There was very little oversight. The state was too big, the forests too wild, for a few wildlife officers to catch most poachers. She thought about the bundles of furs in the Strikes store.
One trapper in the photo stood in the background. Naomi’s eyes rested on him with a sharp feeling of recognition: Oh. There you are, again.
Naomi couldn’t remember the years she was captive—entire years blank as an empty sky—and yet that was not the same as not having memories.
Memory was incongruous. It was the feeling of a touch you had forgotten that somehow came back to you in the shape of an apple. It was the scent of walking by a stranger’s home when dinner is cooking that suddenly floods you with yearning.
For the longest time she thought she should remember. But one time, curled in Diane’s house following a bad cold, she had confessed her worries, and Diane had said, “You will remember when you’re ready.”
Naomi, drinking lemony tea through an aching throat, had asked, “What if I am never ready?”
“Then that is okay, too,” Diane had said. “Stop thinking that you have to know everything to understand it.”
Naomi had tried to find peace in that.
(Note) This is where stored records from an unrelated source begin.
//! Response normalization: free-form model text to a closed label set
//!
//! Normalization is total. Text without a recognized token, or with two
//! different recognized tokens, yields the undetermined value instead of an
//! error, so ambiguous output never counts as a correct answer.

use std::fmt;
use std::str::FromStr;
use std::sync::OnceLock;

use regex::Regex;
use serde::{Deserialize, Serialize};

use crate::dataset::Letter;

/// Evaluation mode
#[derive(Debug, Clone, Copy, PartialEq, Eq, Hash, PartialOrd, Ord, Serialize, Deserialize)]
#[serde(rename_all = "snake_case")]
pub enum Mode {
    /// One query per idiom listing all four definitions
    MultipleChoice,
    /// Four yes/no queries per idiom, one per definition
    YesNo,
}

impl Mode {
    pub fn as_str(&self) -> &'static str {
        match self {
            Mode::MultipleChoice => "multiple_choice",
            Mode::YesNo => "yes_no",
        }
    }
}

impl fmt::Display for Mode {
    fn fmt(&self, f: &mut fmt::Formatter<'_>) -> fmt::Result {
        f.write_str(self.as_str())
    }
}

impl FromStr for Mode {
    type Err = String;

    fn from_str(s: &str) -> Result<Self, Self::Err> {
        match s.to_lowercase().replace('-', "_").as_str() {
            "multiple_choice" | "mc" | "choice" => Ok(Mode::MultipleChoice),
            "yes_no" | "yesno" => Ok(Mode::YesNo),
            other => Err(format!("Unknown mode: {}", other)),
        }
    }
}

/// Predicted label in multiple-choice form
#[derive(Debug, Clone, Copy, PartialEq, Eq, Hash)]
pub enum Answer {
    Letter(Letter),
    Undetermined,
}

impl Answer {
    pub fn letter(&self) -> Option<Letter> {
        match self {
            Answer::Letter(l) => Some(*l),
            Answer::Undetermined => None,
        }
    }

    pub fn is_determined(&self) -> bool {
        matches!(self, Answer::Letter(_))
    }
}

impl From<Letter> for Answer {
    fn from(letter: Letter) -> Self {
        Answer::Letter(letter)
    }
}

impl fmt::Display for Answer {
    fn fmt(&self, f: &mut fmt::Formatter<'_>) -> fmt::Result {
        match self {
            Answer::Letter(l) => f.write_str(l.as_str()),
            Answer::Undetermined => f.write_str("UNDETERMINED"),
        }
    }
}

impl FromStr for Answer {
    type Err = String;

    fn from_str(s: &str) -> Result<Self, Self::Err> {
        let s = s.trim();
        if s.eq_ignore_ascii_case("UNDETERMINED") || s.eq_ignore_ascii_case("ERROR") {
            return Ok(Answer::Undetermined);
        }
        // older stores wrote the 0-based definition index
        if let Ok(index) = s.parse::<usize>() {
            return Letter::from_index(index)
                .map(Answer::Letter)
                .ok_or_else(|| format!("Label index out of range: {}", index));
        }
        s.parse::<Letter>().map(Answer::Letter)
    }
}

/// Answer to one yes/no question
#[derive(Debug, Clone, Copy, PartialEq, Eq, Hash)]
pub enum Verdict {
    Yes,
    No,
    Undetermined,
}

impl Verdict {
    pub fn as_str(&self) -> &'static str {
        match self {
            Verdict::Yes => "YES",
            Verdict::No => "NO",
            Verdict::Undetermined => "UNDETERMINED",
        }
    }
}

impl fmt::Display for Verdict {
    fn fmt(&self, f: &mut fmt::Formatter<'_>) -> fmt::Result {
        f.write_str(self.as_str())
    }
}

impl FromStr for Verdict {
    type Err = String;

    fn from_str(s: &str) -> Result<Self, Self::Err> {
        match s.trim().to_uppercase().as_str() {
            "YES" | "1" => Ok(Verdict::Yes),
            "NO" | "0" => Ok(Verdict::No),
            "UNDETERMINED" | "" => Ok(Verdict::Undetermined),
            other => Err(format!("Not a verdict: {}", other)),
        }
    }
}

/// Output of [`normalize`]
#[derive(Debug, Clone, Copy, PartialEq, Eq)]
pub enum Label {
    Choice(Answer),
    Verdict(Verdict),
}

/// Normalize raw model text for the given mode
pub fn normalize(raw: &str, mode: Mode) -> Label {
    match mode {
        Mode::MultipleChoice => Label::Choice(normalize_choice(raw)),
        Mode::YesNo => Label::Verdict(normalize_verdict(raw)),
    }
}

fn letter_pattern() -> &'static Regex {
    static PATTERN: OnceLock<Regex> = OnceLock::new();
    // `\b` is Unicode-aware, so letters inside Danish words never match
    PATTERN.get_or_init(|| Regex::new(r"(?i)\b([abcd])\b").expect("valid letter pattern"))
}

fn verdict_pattern() -> &'static Regex {
    static PATTERN: OnceLock<Regex> = OnceLock::new();
    PATTERN.get_or_init(|| Regex::new(r"(?i)\b(ja|nej|yes|no)\b").expect("valid verdict pattern"))
}

/// Recognize a standalone A-D letter
pub fn normalize_choice(raw: &str) -> Answer {
    let letters = letter_pattern()
        .captures_iter(raw)
        .filter_map(|c| c.get(1))
        .filter_map(|m| m.as_str().parse::<Letter>().ok());

    match single_distinct(letters) {
        Some(letter) => Answer::Letter(letter),
        None => Answer::Undetermined,
    }
}

/// Recognize "ja"/"nej" (and the English "yes"/"no" the prompt is phrased in)
pub fn normalize_verdict(raw: &str) -> Verdict {
    let verdicts = verdict_pattern()
        .captures_iter(raw)
        .filter_map(|c| c.get(1))
        .map(|m| match m.as_str().to_lowercase().as_str() {
            "ja" | "yes" => Verdict::Yes,
            _ => Verdict::No,
        });

    single_distinct(verdicts).unwrap_or(Verdict::Undetermined)
}

/// The value all items agree on, or `None` when empty or conflicting
fn single_distinct<T: PartialEq>(mut values: impl Iterator<Item = T>) -> Option<T> {
    let first = values.next()?;
    if values.all(|v| v == first) {
        Some(first)
    } else {
        None
    }
}

#[cfg(test)]
mod tests {
    use super::*;

    #[test]
    fn test_choice_with_explanation() {
        assert_eq!(normalize_choice("Svaret er B."), Answer::Letter(Letter::B));
        assert_eq!(normalize_choice("  c"), Answer::Letter(Letter::C));
        assert_eq!(normalize_choice("(D)"), Answer::Letter(Letter::D));
        assert_eq!(normalize_choice("A) at være sulten"), Answer::Letter(Letter::A));
    }

    #[test]
    fn test_choice_ambiguous_or_missing() {
        assert_eq!(normalize_choice("Jeg tror det er A eller B"), Answer::Undetermined);
        assert_eq!(normalize_choice("Det kan jeg ikke svare på"), Answer::Undetermined);
        assert_eq!(normalize_choice(""), Answer::Undetermined);
        // letters inside words are not answers
        assert_eq!(normalize_choice("Bæredygtig"), Answer::Undetermined);
    }

    #[test]
    fn test_choice_repeated_same_letter() {
        assert_eq!(normalize_choice("B. Ja, B er rigtigt"), Answer::Letter(Letter::B));
    }

    #[test]
    fn test_verdicts() {
        assert_eq!(normalize_verdict("Ja."), Verdict::Yes);
        assert_eq!(normalize_verdict("NEJ"), Verdict::No);
        assert_eq!(normalize_verdict(" yes"), Verdict::Yes);
        assert_eq!(normalize_verdict("måske"), Verdict::Undetermined);
        assert_eq!(normalize_verdict("Ja og nej"), Verdict::Undetermined);
        // "jakke" and "nejsiger" contain tokens only as prefixes
        assert_eq!(normalize_verdict("jakke nejsiger"), Verdict::Undetermined);
    }

    #[test]
    fn test_normalize_dispatches_on_mode() {
        assert_eq!(
            normalize("Svaret er B.", Mode::MultipleChoice),
            Label::Choice(Answer::Letter(Letter::B))
        );
        assert_eq!(normalize("Ja.", Mode::YesNo), Label::Verdict(Verdict::Yes));
        assert_eq!(normalize("måske", Mode::YesNo), Label::Verdict(Verdict::Undetermined));
    }

    #[test]
    fn test_answer_round_trips_through_text() {
        assert_eq!("UNDETERMINED".parse::<Answer>().unwrap(), Answer::Undetermined);
        assert_eq!("2".parse::<Answer>().unwrap(), Answer::Letter(Letter::C));
        assert_eq!(Answer::Letter(Letter::A).to_string(), "A");
        assert!("Z".parse::<Answer>().is_err());
    }

    #[test]
    fn test_mode_parsing() {
        assert_eq!("yes-no".parse::<Mode>().unwrap(), Mode::YesNo);
        assert_eq!("multiple_choice".parse::<Mode>().unwrap(), Mode::MultipleChoice);
        assert!("essay".parse::<Mode>().is_err());
    }
}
If what had happened to her was too horrifying to remember, then that was how God wanted it—He would store those artifacts in heaven for her, for delivery to hell.
But still, she knew that someplace under the deep weeds of her life she did remember, and this tormented her. One time, lifting a three-year-old girl-child from the dead arms of the pedophile who had kept her, Naomi had been hit with a sudden sensation. The sweet smell of the girl’s hair, the feeling of her warm skin, the way she turned and wiggled into Naomi as if seeking comfort of the most unnatural kind, all made Naomi feel as if she had fallen into a vortex and was rushing back in time. She had to sit down, holding the girl, until she recovered.